Durante una buena temporada en mis años mozos me dio por seguir la NBA. Siempre he sido más de fútbol que de baloncesto, pero hay acontecimientos que a uno le retumban dentro del coco, que sabe que no puede perderse, y aquellos dos últimos anillos de los Bulls de Jordan contra Utah fueron fenómenos irrepetibles. Con Chicago ya desmantelado, pero tratando yo de negar la evidencia y mantener el interés, mi viejo video se pasó buenas madrugadas grabando para que mis mañanas de fin de semana fueran amenizadas con mates estratosféricos y triples desde el aparcamiento. Con tan buena pata que un día programo el video sin casi mirar el menú y me encuentro con que me he equivocado de canal. Tengo cuatro horas grabadas, pero del ETB1. Maldiciendo mi estampa estoy a punto de quitarlo, pero hay un sonido que me deja paralizado, esperando más.

 

el catador de vinagre

 

Cuarteto ya clásico en bandas de rock y metal, una batería con doble bombo y más platos que el restaurante de Argiñano manejada por un tipo que apenas de asoma encima de tanta parafernalia, un bajo que luego descubriría como cabeza pensante detrás de las letras, guitarra solista y guitarra rítmica y voz combinado en una mole con dos brazos como jamones y unas manos que dejan su guitarra, una Gibson Les Paul parecida a la de Angus Young, pareciendo un ukelele. Por el formato, y en esos cinco segundos que el VHS tardaba en recuperar el sonido, pensé en MetallicA y decidí aguardar a ver cómo sonaba aquello.

 

La primera hostia (no se puede definir de otra manera) fue, aunque cortado el principio, Sé dónde vives. Yo estaba alucinando.

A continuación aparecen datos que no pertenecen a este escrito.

impl<'a> GenerationContext<'a> {
    pub fn new(
        data: &'a GenData,
        config: &'a GenConfig,
        rng: &'a mut GameRng,
        pop: &'a mut dyn Populator,
        player: &'a mut Player,
        profile: CaveProfile,
    ) -> Self {
        let depth = player.depth;
        Self {
            data,
            config,
            rng,
            pop,
            player,
            profile,
            depth,
            turn: 0,
            join: None,
            cent: Vec::new(),
            door: Vec::new(),
            wall: Vec::new(),
            tunn: Vec::new(),
            row_blocks: 0,
            col_blocks: 0,
            room_map: Vec::new(),
            reserved: Vec::new(),
            pit_num: 0,
            pit_type: None,
            known_map: false,
            daytime: None,
        }
    }

    /// Fresh chunk for this attempt, filled with `none` terrain
    pub fn new_chunk(&self, height: i32, width: i32) -> Chunk {
        let mut c = Chunk::new(height, width, Arc::clone(&self.data.terrain));
        c.depth = self.depth;
        c.turn = self.turn;
        c
    }

    /// Set up an empty block map for a chunk of the given size
    pub fn init_blocks(&mut self, height: i32, width: i32) {
        self.row_blocks = height / BLOCK_HGT;
        self.col_blocks = width / BLOCK_WID;
        self.room_map = vec![false; (self.row_blocks * self.col_blocks).max(0) as usize];
        self.reserved.clear();
    }

    pub fn is_reserved(&self, by: i32, bx: i32) -> bool {
        if by < 0 || bx < 0 || by >= self.row_blocks || bx >= self.col_blocks {
            return true;
        }
        self.room_map[(by * self.col_blocks + bx) as usize]
    }

    /// Is every block in `by1..by2` x `bx1..bx2` inside the map and free?
    pub fn blocks_free(&self, by1: i32, bx1: i32, by2: i32, bx2: i32) -> bool {
        if by1 < 0 || bx1 < 0 || by2 > self.row_blocks || bx2 > self.col_blocks {
            return false;
        }
        (by1..by2).all(|by| (bx1..bx2).all(|bx| !self.is_reserved(by, bx)))
    }

    /// Reserve blocks `by1..by2` x `bx1..bx2`
    pub fn reserve(&mut self, by1: i32, bx1: i32, by2: i32, bx2: i32) {
        for by in by1..by2 {
            for bx in bx1..bx2 {
                if by >= 0 && bx >= 0 && by < self.row_blocks && bx < self.col_blocks {
                    self.room_map[(by * self.col_blocks + bx) as usize] = true;
                }
            }
        }
        self.reserved.push(Rect::new(by1, bx1, by2 - 1, bx2 - 1));
    }

    /// Remember a room centre for tunnelling
    pub fn add_centre(&mut self, grid: Loc) {
        if self.cent.len() < CENT_MAX {
            self.cent.push(grid);
        }
    }

    pub fn is_quest_level(&self) -> bool {
        self.config.is_quest(self.depth)
    }
}

/// A finished level and how it was made
#[derive(Debug, Clone)]
pub struct GeneratedLevel {
    pub chunk: Chunk,
    /// Name of the cave profile used
    pub profile: String,
    /// Attempts it took, counting the successful one
    pub attempts: u32,
    /// Room centres of the accepted attempt
    pub centres: Vec<Loc>,
    /// Block rectangles reserved by rooms of the accepted attempt
    pub reserved: Vec<Rect>,
    /// The player should start out knowing the map
    pub known_map: bool,
    /// Town lighting: `Some(true)` by day, `Some(false)` by night
    pub daytime: Option<bool>,
}

/// Pick the cave profile for a depth
pub fn choose_profile(data: &GenData, config: &GenConfig, rng: &mut GameRng, depth: i32) -> CaveProfile {
    let named = |name: &str| data.profile(name).cloned();
    let forced = config.force_profile.as_deref().and_then(named);

    let chosen = if let Some(profile) = forced {
        Some(profile)
    } else if depth == 0 {
        named("town")
    } else if profile::labyrinth_check(rng, depth, config) {
        named("labyrinth")
    } else if profile::cavern_check(rng, depth) {
        named("cavern")
    } else {
        // Weighted roll over the remaining profiles
        let pick = rng.randint0(100);
        data.profiles
            .iter()
            .filter(|p| p.cutoff > 0)
            .find(|p| pick < p.cutoff)
            .cloned()
    };
    chosen.unwrap_or_else(|| {
        data.profiles
            .iter()
            .find(|p| p.kind == CaveKind::Classic)
            .cloned()
            .unwrap_or_else(|| profile::builtin_profiles().swap_remove(3))
    })
}
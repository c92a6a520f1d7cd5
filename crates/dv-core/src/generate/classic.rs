//! Classic rooms-and-corridors levels

use log::debug;

use super::room::{build_simple, room_build};
use super::tunnel::{build_streamer, build_tunnel, ensure_connectedness, try_door};
use super::util::{
    alloc_objects, alloc_stairs, draw_rectangle, fill_rectangle, new_player_spot, pick_and_place_distant_monster,
    AllocKind, Placement,
};
use super::{Attempt, GenerationContext, Rejected};
use crate::consts::{AMT_GOLD, AMT_ITEM, AMT_ROOM, BLOCK_HGT, BLOCK_WID};
use crate::dungeon::{Chunk, Rect, SquareFlags};
use crate::object::Origin;

/// Level size as a percentage of the full dungeon; quest levels are full size
fn size_percent(ctx: &mut GenerationContext<'_>) -> i32 {
    if ctx.is_quest_level() {
        return 100;
    }
    match ctx.rng.randint1(10) + ctx.depth / 24 {
        i if i < 2 => 75,
        2 => 80,
        3 => 85,
        4 => 90,
        5 => 95,
        _ => 100,
    }
}

/// How exotic a room this block may get: each tier needs another
/// successful roll against `dun_unusual`
fn roll_rarity(ctx: &mut GenerationContext<'_>) -> i32 {
    let mut rarity = 0;
    let mut i = 0;
    while i == rarity && i < ctx.profile.max_rarity {
        if ctx.rng.randint0(ctx.profile.dun_unusual) < 50 + ctx.depth / 2 {
            rarity += 1;
        }
        i += 1;
    }
    rarity
}

/// Rooms first, block by block, until enough are built or every block
/// has been tried
fn build_rooms(ctx: &mut GenerationContext<'_>, c: &mut Chunk, num_rooms: i32) {
    // The staircase of a connected level gets a room of its own
    if let Some(join) = ctx.join.filter(|&g| c.in_bounds_fully(g)) {
        let (by, bx) = (join.y / BLOCK_HGT, join.x / BLOCK_WID);
        if build_simple(ctx, c, Some(join)) {
            ctx.add_centre(join);
            ctx.reserve(by, bx - 1, by + 1, bx + 2);
        }
    }

    let total = ctx.row_blocks * ctx.col_blocks;
    let mut tried = vec![false; total.max(0) as usize];
    let mut blocks_tried = 0;
    let rooms = ctx.profile.room_profiles.clone();

    while (ctx.cent.len() as i32) < num_rooms && blocks_tried < total {
        let (by, bx) = loop {
            let by = ctx.rng.randint0(ctx.row_blocks);
            let bx = ctx.rng.randint0(ctx.col_blocks);
            let i = (by * ctx.col_blocks + bx) as usize;
            if !tried[i] {
                tried[i] = true;
                break (by, bx);
            }
        };
        blocks_tried += 1;

        let key = ctx.rng.randint0(100);
        let rarity = roll_rarity(ctx);
        for profile in &rooms {
            if profile.rarity > rarity || profile.cutoff <= key {
                continue;
            }
            if room_build(ctx, c, by, bx, profile) {
                break;
            }
        }
    }
}

/// Corridors between the room centres, in a scrambled order, then doors
/// at the junctions
fn connect_rooms(ctx: &mut GenerationContext<'_>, c: &mut Chunk) {
    let mut centres = ctx.cent.clone();
    ctx.rng.shuffle(&mut centres);

    ctx.door.clear();
    let Some(&last) = centres.last() else {
        return;
    };
    let mut from = last;
    for &to in &centres {
        build_tunnel(ctx, c, to, from);
        from = to;
    }

    let doors = std::mem::take(&mut ctx.door);
    for grid in doors {
        for spot in [grid.offset(-1, 0), grid.offset(1, 0), grid.offset(0, -1), grid.offset(0, 1)] {
            try_door(ctx, c, spot);
        }
    }
}

pub fn classic_gen(ctx: &mut GenerationContext<'_>) -> Attempt {
    let config = ctx.config;
    let depth = ctx.depth;

    let size_percent = size_percent(ctx);
    let height = (config.dungeon_hgt * (size_percent - 5 + ctx.rng.randint0(10)) / 100).min(config.dungeon_hgt);
    let width = (config.dungeon_wid * (size_percent - 5 + ctx.rng.randint0(10)) / 100).min(config.dungeon_wid);
    let num_rooms = ctx.profile.dun_rooms * size_percent / 100;

    let mut c = ctx.new_chunk(height, width);
    let (granite, perm) = (c.feats().granite, c.feats().perm);
    fill_rectangle(&mut c, Rect::new(0, 0, height - 1, width - 1), granite, SquareFlags::empty());
    ctx.init_blocks(height, width);

    build_rooms(ctx, &mut c, num_rooms);
    draw_rectangle(&mut c, Rect::new(0, 0, height - 1, width - 1), perm, SquareFlags::empty());
    if ctx.cent.is_empty() {
        return Err(Rejected::NoRooms);
    }
    debug!("Classic level {height}x{width} ({size_percent}%), {} rooms", ctx.cent.len());

    connect_rooms(ctx, &mut c);
    ensure_connectedness(&mut c);

    let streamers = ctx.profile.str.clone();
    let (magma, quartz) = (c.feats().magma, c.feats().quartz);
    for _ in 0..streamers.mag {
        build_streamer(ctx, &mut c, magma, streamers.mc);
    }
    for _ in 0..streamers.qua {
        build_streamer(ctx, &mut c, quartz, streamers.qc);
    }

    let down = ctx.rng.rand_range(3, 4);
    alloc_stairs(ctx, &mut c, true, down, 3);
    let up = ctx.rng.rand_range(1, 2);
    alloc_stairs(ctx, &mut c, false, up, 3);

    // Scale the clutter by depth
    let k = (depth / 3).clamp(2, 10);
    let rubble = ctx.rng.randint1(k);
    alloc_objects(ctx, &mut c, Placement::Corridor, AllocKind::Rubble, rubble, depth, Origin::Floor);
    let traps = ctx.rng.randint1(k);
    alloc_objects(ctx, &mut c, Placement::Corridor, AllocKind::Trap, traps, depth, Origin::Floor);

    if !new_player_spot(ctx, &mut c) {
        return Err(Rejected::NoPlayerSpot);
    }

    let monsters = config.min_m_alloc_level + ctx.rng.randint1(8) + k;
    for _ in 0..monsters {
        pick_and_place_distant_monster(ctx, &mut c, 0, true, depth);
    }

    let room_items = ctx.rng.rand_normal(AMT_ROOM, 3);
    alloc_objects(ctx, &mut c, Placement::Room, AllocKind::Object, room_items, depth, Origin::Floor);
    let items = ctx.rng.rand_normal(AMT_ITEM, 3);
    alloc_objects(ctx, &mut c, Placement::Both, AllocKind::Object, items, depth, Origin::Floor);
    let gold = ctx.rng.rand_normal(AMT_GOLD, 3);
    alloc_objects(ctx, &mut c, Placement::Both, AllocKind::Gold, gold, depth, Origin::Floor);

    Ok(c)
}

#[cfg(test)]
mod tests {
    use super::*;
    use crate::dungeon::Loc;
    use crate::generate::{BasicPopulator, GenData};
    use crate::player::Player;
    use crate::rng::GameRng;
    use crate::world::GenConfig;

    fn run(seed: u64, depth: i32, profile: &str) -> (Attempt, Vec<Rect>) {
        let data = GenData::builtin().unwrap();
        let config = GenConfig::default();
        let mut rng = GameRng::new(seed);
        let mut pop = BasicPopulator::builtin(config.max_depth).unwrap();
        let mut player = Player::new();
        player.set_depth(depth);
        let profile = data.profile(profile).unwrap().clone();
        let mut ctx = GenerationContext::new(&data, &config, &mut rng, &mut pop, &mut player, profile);
        let result = classic_gen(&mut ctx);
        (result, ctx.reserved.clone())
    }

    #[test]
    fn test_size_percent_is_bounded() {
        let data = GenData::builtin().unwrap();
        let config = GenConfig::default();
        let mut rng = GameRng::new(1);
        let mut pop = BasicPopulator::builtin(config.max_depth).unwrap();
        let mut player = Player::new();
        player.set_depth(50);
        let profile = data.profile("classic").unwrap().clone();
        let mut ctx = GenerationContext::new(&data, &config, &mut rng, &mut pop, &mut player, profile);
        for _ in 0..100 {
            let p = size_percent(&mut ctx);
            assert!((75..=100).contains(&p) && p % 5 == 0);
        }
    }

    #[test]
    fn test_classic_level() {
        let (result, reserved) = run(42, 5, "classic");
        let c = result.unwrap();
        assert!(!reserved.is_empty());

        // Permanent border
        for x in 0..c.width {
            assert!(c.is_perm(Loc::new(0, x)) && c.is_perm(Loc::new(c.height - 1, x)));
        }
        let player = c.player_grid().unwrap();
        assert!(c.is_floor(player) || c.is_stairs(player));
        assert!(c.grids().any(|g| c.is_down_stairs(g)));
        assert!(c.monster_count() > 0);
    }

    #[test]
    fn test_reserved_blocks_never_overlap() {
        for seed in 0..4 {
            let (result, reserved) = run(seed, 30, "classic");
            assert!(result.is_ok());
            for (i, a) in reserved.iter().enumerate() {
                for b in &reserved[i + 1..] {
                    let overlap = a.y1 <= b.y2 && b.y1 <= a.y2 && a.x1 <= b.x2 && b.x1 <= a.x2;
                    assert!(!overlap, "seed {seed}: {a:?} and {b:?}");
                }
            }
        }
    }

    #[test]
    fn test_simple_profile_only_plain_rooms() {
        let (result, _) = run(9, 1, "simple");
        let c = result.unwrap();
        assert!(c.grids().all(|g| !c.is_vault(g)));
        assert!(c.grids().any(|g| c.is_room(g)));
    }
}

Ese tío, que podría hacer de malo en una de Rocky (y zurrarle la badana al pobre Stallone), sacaba una voz a lo Max Cavalera, pero modulando la voz con más flexibilidad.Sé dónde vives… y dónde trabajas.

 

Por aquel entonces tendría yo unos quince o dieciséis años y ni el más mínimo conocimiento del contexto, Barricada me sonaba a la Revolución Francesa, Eskorbuto a una enfermedad del siglo XVI y Negu Gorriak… bueno, vale de chistecitos.

 

El caso es que, como si me hubiera quedado pegado al sofá, cantaron unas cuantas que se me pasaron en un parpadeo y llegaron a la de Vaya carrera que llevas chaval. Aquí empecé a valorar el trabajo de Rafael Redín, bajista y letrista de la banda, boli en mano. Sin hacer alarde tampoco de una poesía compleja y preciosista, pero sí con metáforas efectivas y un mensaje claro. Nunca se valora suficientemente la labor de un letrista en una banda. A ver, tampoco digo, centrándonos en Koma, que la voz y la imagen de Brigi, la batería trepidante de Aizpún o los solos incisivos de Natxo Zabala no tengan valor, pero no es menos cierto que no es lo mismo Bienvenidos a Degüelto que cantar sobre tías en bikini bailando alrededor de tu limusina con piscina llena de champan incorporada.

 

Buenas guitarras, doble bombo destructor, Brigi en sí mismo (a ver cómo lo clasificas) y unas letras que hacen que veinte años después (me cago en la puta, se me han pasado en un plis) sigamos coreando los mismos estribillos a grito pelado.

 

Por acercar el heavy metal y darle una impronta del norte y por tener, por lo menos, media docena de canciones inmortales: Koma, El catador de vinagre.